--- START ---
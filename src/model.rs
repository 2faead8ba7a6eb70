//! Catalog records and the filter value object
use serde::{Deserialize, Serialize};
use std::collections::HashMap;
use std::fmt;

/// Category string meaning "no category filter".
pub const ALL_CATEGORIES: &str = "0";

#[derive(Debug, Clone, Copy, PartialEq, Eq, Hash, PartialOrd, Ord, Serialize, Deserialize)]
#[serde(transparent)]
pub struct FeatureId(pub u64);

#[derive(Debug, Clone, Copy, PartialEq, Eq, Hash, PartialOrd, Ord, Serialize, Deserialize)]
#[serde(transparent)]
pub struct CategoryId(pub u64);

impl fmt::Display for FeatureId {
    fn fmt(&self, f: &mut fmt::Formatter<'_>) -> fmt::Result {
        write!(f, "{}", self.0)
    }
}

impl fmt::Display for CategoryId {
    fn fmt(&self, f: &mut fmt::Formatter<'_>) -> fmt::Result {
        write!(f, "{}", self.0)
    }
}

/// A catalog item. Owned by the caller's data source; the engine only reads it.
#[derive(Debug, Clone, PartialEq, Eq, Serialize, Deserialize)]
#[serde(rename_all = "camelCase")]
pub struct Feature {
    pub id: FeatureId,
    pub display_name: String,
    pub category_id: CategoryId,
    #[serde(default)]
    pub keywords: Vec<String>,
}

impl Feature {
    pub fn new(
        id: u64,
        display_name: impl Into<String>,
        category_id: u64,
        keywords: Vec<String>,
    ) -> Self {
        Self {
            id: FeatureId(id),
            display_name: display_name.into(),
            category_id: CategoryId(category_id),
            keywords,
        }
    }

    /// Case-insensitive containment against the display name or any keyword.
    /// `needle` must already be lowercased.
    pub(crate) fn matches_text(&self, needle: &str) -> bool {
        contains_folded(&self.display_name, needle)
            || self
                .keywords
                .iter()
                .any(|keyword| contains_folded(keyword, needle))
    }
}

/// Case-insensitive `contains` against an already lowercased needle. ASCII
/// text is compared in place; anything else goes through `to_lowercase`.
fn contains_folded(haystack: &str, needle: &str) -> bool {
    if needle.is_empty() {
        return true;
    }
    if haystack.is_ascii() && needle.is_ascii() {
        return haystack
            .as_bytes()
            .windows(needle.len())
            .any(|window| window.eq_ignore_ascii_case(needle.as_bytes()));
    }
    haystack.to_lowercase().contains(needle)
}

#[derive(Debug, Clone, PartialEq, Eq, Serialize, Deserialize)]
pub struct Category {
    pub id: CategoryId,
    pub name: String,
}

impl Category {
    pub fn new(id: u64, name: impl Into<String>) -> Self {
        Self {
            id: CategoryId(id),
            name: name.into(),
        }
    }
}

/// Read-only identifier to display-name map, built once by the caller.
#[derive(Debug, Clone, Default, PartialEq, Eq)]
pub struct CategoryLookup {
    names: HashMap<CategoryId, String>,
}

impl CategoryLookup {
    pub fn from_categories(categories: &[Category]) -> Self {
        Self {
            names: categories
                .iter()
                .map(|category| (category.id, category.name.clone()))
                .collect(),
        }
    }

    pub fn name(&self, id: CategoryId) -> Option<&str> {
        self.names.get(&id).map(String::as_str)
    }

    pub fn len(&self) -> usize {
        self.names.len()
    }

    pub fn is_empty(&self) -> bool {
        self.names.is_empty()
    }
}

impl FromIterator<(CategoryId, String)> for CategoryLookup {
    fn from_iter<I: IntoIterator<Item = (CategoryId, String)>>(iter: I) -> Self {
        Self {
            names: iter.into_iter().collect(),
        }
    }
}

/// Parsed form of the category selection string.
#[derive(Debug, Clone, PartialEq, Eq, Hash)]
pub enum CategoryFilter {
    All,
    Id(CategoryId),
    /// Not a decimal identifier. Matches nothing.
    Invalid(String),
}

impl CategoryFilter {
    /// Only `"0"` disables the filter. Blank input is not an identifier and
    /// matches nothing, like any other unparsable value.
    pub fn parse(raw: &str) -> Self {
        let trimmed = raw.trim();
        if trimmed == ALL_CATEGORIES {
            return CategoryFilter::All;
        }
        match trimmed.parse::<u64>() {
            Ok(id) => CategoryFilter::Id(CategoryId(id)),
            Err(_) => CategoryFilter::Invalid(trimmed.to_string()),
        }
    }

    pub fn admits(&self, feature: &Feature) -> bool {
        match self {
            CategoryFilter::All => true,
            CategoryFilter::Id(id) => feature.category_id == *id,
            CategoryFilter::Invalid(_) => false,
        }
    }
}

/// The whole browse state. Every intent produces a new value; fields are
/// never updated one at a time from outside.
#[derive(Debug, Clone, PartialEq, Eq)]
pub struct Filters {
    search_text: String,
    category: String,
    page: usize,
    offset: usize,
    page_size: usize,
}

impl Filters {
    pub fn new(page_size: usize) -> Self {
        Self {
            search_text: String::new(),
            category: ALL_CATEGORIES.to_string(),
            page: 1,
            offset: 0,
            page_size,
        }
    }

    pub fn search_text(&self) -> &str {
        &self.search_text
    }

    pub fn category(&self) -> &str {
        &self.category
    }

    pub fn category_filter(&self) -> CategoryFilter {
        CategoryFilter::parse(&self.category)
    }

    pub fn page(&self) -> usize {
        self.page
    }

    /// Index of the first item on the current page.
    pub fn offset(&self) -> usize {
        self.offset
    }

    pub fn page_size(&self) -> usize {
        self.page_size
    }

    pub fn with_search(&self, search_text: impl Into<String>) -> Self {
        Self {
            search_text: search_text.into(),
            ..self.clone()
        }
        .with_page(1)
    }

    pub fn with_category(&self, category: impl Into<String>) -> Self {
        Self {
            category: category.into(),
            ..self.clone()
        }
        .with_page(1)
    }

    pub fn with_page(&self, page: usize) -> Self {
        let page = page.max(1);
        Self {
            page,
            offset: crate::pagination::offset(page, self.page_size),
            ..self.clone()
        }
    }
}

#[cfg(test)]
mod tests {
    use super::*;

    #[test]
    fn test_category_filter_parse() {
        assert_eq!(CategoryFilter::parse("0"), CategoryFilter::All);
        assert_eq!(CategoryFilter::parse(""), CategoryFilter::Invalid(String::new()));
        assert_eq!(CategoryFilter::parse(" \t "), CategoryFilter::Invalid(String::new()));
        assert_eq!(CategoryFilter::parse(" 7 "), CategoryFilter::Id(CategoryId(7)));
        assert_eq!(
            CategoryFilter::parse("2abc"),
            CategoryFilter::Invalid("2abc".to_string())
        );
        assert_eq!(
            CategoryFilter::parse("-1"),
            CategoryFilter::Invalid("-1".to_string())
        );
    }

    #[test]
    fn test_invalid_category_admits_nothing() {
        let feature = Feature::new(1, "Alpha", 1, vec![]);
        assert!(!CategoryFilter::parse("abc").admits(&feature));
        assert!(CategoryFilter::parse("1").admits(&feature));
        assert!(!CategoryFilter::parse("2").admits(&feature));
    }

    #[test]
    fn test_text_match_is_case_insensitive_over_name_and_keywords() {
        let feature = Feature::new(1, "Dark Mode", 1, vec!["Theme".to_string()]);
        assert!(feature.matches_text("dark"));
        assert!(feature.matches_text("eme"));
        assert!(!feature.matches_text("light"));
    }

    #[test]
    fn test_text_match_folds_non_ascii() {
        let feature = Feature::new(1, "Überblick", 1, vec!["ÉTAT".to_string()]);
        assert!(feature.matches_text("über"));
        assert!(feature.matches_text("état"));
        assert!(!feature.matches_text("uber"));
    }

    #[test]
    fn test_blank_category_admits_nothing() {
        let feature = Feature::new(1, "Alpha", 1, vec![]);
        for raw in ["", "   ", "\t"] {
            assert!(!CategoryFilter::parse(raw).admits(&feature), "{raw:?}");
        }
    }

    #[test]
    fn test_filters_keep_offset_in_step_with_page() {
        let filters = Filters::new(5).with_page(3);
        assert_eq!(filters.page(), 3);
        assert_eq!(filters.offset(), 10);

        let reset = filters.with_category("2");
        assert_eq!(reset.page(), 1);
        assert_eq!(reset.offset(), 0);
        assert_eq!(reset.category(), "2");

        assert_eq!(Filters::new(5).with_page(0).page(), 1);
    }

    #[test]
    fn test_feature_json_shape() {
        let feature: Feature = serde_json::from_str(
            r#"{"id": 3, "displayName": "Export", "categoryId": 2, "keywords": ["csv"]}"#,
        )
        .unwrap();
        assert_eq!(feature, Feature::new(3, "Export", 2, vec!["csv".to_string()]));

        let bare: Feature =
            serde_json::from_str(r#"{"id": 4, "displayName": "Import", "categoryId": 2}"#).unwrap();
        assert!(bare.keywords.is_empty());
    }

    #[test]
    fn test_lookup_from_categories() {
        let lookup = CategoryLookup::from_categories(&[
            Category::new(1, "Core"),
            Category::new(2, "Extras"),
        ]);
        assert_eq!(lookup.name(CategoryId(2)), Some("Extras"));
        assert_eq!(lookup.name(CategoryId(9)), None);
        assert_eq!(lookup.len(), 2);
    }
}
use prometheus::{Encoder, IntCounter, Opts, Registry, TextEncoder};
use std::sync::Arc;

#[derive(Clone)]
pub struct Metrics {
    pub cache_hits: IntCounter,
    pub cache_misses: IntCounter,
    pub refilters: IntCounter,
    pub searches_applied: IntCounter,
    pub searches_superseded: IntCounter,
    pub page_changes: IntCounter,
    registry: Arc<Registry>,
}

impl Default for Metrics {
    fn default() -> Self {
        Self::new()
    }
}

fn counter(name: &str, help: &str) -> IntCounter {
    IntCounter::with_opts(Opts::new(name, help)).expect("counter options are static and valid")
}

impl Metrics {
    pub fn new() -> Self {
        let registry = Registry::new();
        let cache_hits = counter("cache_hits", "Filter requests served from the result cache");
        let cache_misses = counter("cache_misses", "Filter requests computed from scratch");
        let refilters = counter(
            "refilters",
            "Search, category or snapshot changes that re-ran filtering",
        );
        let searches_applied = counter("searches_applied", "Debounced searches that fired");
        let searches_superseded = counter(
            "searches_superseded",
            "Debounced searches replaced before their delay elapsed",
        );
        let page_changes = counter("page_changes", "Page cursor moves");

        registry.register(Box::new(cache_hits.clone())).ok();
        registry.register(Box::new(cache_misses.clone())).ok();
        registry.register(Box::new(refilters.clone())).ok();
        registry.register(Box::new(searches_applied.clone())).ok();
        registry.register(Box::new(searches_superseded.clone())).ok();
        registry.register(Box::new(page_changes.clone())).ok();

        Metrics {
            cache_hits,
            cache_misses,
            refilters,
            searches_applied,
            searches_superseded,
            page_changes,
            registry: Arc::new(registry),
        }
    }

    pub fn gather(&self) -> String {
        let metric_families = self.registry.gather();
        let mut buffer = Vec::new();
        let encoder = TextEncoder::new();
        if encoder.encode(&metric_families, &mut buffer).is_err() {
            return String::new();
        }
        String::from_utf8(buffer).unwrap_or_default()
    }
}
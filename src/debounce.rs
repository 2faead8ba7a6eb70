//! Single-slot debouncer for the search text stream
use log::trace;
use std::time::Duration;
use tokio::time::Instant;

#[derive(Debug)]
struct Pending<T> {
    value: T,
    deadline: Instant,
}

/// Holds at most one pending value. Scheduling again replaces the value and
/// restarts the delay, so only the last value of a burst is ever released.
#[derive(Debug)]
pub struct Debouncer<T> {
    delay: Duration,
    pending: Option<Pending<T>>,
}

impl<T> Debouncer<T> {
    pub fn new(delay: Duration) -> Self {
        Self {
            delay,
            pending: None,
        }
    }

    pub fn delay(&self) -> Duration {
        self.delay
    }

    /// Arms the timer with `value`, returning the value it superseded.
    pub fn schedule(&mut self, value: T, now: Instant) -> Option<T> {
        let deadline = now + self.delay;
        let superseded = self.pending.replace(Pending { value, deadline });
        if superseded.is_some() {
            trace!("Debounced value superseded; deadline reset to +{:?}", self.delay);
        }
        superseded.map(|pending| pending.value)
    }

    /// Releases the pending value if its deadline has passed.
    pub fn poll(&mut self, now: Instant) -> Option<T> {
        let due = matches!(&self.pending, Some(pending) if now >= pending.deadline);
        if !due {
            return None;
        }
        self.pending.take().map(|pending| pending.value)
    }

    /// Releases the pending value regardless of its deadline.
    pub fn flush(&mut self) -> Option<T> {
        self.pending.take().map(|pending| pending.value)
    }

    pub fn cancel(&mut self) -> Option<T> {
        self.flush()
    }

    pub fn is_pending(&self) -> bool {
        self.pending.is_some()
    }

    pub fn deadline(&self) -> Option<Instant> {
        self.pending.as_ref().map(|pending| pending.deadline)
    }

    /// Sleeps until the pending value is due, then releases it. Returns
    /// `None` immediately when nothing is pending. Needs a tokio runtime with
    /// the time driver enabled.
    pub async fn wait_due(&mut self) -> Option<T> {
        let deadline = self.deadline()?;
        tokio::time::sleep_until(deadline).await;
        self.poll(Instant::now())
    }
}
--- END ---
**Try it**
Go through the lines above and count those with the string "that". Reply with the count and nothing more.

**Result of this exercise**
2